* The problem
Provide only the number of lines in the following data that contain "Some".

►

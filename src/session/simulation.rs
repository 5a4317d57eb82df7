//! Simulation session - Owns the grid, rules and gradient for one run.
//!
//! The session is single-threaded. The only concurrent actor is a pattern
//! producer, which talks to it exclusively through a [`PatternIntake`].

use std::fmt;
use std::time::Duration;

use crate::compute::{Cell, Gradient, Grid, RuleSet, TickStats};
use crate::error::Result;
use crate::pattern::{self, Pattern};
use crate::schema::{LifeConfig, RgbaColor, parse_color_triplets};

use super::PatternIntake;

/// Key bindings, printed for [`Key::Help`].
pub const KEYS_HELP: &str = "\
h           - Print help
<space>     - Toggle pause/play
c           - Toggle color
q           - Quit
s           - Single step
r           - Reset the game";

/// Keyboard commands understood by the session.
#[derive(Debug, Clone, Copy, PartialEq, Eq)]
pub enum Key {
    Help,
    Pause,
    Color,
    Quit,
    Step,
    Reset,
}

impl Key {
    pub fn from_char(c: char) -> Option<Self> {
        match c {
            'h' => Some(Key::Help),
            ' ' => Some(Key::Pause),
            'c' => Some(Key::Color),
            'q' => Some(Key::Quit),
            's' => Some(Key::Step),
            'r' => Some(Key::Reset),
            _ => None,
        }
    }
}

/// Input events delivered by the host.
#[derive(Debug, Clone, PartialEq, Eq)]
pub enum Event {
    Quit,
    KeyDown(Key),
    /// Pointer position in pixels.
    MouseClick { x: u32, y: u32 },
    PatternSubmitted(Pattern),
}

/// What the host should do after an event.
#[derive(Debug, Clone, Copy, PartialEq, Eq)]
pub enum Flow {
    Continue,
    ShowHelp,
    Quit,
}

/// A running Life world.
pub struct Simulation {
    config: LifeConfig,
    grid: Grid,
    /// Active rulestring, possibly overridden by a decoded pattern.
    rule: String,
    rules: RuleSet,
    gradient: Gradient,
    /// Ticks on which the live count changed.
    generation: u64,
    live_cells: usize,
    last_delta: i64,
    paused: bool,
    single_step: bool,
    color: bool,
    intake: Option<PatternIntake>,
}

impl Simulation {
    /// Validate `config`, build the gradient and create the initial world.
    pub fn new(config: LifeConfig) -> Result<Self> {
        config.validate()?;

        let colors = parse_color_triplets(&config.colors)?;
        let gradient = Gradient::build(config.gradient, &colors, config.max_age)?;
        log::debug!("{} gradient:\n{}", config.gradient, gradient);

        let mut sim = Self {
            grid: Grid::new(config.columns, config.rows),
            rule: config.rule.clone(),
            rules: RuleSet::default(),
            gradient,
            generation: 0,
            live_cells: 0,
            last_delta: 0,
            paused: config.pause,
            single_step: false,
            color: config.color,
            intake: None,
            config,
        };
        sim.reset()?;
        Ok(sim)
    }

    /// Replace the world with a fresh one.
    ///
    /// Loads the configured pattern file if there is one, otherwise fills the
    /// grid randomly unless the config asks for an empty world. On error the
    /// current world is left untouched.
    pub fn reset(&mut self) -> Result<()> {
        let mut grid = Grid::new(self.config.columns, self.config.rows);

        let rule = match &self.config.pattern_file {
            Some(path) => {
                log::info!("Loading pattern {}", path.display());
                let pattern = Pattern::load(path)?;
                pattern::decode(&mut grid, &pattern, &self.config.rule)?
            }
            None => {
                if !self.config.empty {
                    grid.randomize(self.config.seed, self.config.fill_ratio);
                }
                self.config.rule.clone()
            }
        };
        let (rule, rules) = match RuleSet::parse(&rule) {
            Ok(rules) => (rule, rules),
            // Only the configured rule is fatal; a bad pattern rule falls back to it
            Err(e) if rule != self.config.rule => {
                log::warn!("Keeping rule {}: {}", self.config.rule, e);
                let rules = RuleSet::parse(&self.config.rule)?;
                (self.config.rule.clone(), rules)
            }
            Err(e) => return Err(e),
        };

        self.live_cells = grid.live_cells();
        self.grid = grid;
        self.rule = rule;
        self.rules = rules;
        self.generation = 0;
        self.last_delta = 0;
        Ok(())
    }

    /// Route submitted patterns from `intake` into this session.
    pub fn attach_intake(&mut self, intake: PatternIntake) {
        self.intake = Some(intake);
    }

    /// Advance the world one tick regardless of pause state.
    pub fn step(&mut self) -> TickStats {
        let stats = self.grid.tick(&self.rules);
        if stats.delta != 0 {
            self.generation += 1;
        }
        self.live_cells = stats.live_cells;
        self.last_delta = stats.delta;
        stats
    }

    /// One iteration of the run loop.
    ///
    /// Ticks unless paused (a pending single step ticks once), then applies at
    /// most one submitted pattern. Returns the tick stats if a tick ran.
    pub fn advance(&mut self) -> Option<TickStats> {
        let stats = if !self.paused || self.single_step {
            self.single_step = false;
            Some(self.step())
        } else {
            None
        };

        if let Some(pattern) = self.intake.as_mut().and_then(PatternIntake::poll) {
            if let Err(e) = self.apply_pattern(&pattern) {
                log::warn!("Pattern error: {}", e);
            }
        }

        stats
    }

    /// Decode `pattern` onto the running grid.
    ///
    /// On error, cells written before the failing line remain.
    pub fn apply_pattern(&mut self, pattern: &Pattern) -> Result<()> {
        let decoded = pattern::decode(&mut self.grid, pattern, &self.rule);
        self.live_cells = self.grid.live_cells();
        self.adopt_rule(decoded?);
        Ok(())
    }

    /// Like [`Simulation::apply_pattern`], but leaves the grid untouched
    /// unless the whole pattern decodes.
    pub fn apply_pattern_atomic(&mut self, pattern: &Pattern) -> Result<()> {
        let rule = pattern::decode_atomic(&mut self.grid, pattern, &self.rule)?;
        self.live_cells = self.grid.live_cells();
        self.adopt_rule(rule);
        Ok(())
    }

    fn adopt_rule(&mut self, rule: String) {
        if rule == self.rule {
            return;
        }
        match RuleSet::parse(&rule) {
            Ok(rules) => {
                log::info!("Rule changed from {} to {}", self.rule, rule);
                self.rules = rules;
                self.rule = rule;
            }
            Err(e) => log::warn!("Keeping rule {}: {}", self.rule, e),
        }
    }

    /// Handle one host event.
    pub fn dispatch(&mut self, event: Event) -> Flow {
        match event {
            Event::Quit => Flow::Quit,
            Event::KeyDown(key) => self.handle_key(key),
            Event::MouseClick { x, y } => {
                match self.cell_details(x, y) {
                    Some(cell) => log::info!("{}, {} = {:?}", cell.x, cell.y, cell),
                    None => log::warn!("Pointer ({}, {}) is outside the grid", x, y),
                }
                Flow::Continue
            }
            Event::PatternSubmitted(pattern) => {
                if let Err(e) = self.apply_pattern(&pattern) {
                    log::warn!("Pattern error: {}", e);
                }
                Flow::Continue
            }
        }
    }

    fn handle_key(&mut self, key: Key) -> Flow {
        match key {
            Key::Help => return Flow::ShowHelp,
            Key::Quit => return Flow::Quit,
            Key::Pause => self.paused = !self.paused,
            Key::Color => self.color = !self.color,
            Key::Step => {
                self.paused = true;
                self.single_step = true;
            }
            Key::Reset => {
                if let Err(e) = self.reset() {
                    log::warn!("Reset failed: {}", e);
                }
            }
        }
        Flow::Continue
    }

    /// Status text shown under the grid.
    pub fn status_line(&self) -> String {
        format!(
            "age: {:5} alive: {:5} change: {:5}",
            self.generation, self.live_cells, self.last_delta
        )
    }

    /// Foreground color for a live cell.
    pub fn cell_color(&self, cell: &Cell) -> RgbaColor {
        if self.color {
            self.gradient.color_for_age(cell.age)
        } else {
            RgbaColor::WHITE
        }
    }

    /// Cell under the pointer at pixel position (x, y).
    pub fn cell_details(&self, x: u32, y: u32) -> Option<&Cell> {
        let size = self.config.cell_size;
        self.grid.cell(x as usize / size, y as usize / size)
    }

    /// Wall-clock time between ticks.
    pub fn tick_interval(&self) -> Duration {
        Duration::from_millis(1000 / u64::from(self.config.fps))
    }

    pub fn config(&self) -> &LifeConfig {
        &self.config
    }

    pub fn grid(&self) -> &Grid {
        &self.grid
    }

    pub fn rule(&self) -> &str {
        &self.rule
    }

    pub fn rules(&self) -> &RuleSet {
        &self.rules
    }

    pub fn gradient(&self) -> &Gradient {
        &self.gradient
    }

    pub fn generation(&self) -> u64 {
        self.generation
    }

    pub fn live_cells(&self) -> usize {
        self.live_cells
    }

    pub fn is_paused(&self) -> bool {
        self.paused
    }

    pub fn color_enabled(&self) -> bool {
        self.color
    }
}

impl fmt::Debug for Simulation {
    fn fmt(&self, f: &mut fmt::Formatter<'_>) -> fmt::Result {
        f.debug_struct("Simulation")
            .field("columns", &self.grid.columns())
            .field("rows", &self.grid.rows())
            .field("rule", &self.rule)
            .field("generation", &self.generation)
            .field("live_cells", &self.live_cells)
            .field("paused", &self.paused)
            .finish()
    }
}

◄

* Reply
11